• Records shown:
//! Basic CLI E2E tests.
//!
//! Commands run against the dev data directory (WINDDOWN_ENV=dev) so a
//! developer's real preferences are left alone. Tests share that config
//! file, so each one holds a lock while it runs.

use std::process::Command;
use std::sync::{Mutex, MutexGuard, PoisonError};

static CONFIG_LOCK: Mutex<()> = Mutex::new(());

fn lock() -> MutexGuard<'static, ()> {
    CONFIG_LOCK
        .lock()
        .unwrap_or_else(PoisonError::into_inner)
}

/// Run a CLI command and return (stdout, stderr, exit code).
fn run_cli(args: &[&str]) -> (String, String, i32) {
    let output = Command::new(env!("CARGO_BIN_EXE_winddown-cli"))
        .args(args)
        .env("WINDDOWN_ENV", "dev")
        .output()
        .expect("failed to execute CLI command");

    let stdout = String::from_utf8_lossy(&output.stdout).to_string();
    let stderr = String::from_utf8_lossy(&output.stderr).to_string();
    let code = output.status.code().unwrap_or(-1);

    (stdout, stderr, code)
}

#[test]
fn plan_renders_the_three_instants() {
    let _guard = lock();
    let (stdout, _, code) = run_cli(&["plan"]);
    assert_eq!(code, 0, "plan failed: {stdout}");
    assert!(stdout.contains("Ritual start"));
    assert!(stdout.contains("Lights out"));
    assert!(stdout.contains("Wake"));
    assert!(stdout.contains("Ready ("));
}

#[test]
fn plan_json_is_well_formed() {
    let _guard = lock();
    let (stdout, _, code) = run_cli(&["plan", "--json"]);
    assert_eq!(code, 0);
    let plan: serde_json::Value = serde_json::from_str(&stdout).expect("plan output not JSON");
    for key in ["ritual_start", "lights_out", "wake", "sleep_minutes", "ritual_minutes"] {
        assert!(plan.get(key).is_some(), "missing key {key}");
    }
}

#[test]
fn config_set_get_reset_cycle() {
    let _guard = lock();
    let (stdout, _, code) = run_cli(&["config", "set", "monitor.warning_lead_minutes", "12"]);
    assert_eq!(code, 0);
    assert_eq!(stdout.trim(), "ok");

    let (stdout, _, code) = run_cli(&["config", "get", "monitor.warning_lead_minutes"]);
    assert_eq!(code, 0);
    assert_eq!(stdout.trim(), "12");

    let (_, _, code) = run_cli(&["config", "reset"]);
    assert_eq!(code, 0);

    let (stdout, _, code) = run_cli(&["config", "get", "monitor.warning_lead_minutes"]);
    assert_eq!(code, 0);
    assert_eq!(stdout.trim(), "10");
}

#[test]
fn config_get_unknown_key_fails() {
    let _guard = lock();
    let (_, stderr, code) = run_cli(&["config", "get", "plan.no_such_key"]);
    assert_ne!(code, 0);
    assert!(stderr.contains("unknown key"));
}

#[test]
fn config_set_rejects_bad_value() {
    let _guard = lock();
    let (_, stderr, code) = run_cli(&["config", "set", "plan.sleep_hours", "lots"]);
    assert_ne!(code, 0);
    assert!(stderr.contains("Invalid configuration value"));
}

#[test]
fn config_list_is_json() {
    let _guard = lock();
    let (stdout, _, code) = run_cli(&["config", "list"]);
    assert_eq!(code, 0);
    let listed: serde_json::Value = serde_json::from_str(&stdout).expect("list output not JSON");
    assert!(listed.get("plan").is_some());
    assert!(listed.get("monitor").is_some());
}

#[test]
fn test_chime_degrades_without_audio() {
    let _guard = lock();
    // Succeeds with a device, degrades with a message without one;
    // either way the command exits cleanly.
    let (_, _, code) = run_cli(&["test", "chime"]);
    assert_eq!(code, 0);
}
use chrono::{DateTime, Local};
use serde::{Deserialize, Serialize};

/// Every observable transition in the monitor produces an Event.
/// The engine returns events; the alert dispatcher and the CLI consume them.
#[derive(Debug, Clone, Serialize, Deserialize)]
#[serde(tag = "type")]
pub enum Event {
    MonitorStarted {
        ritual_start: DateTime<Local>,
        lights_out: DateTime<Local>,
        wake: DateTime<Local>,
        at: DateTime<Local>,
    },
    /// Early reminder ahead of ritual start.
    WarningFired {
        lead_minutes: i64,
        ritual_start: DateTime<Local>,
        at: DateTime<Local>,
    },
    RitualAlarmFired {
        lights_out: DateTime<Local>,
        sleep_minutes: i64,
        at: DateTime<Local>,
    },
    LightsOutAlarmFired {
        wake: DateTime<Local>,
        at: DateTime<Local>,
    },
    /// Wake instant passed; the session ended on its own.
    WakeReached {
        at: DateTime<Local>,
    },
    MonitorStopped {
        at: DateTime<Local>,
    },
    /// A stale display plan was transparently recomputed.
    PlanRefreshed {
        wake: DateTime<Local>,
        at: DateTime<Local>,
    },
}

• Exercise directions:
Count the lines of the material above that contain the word "listed", then give only that count.

• Completed exercise:
3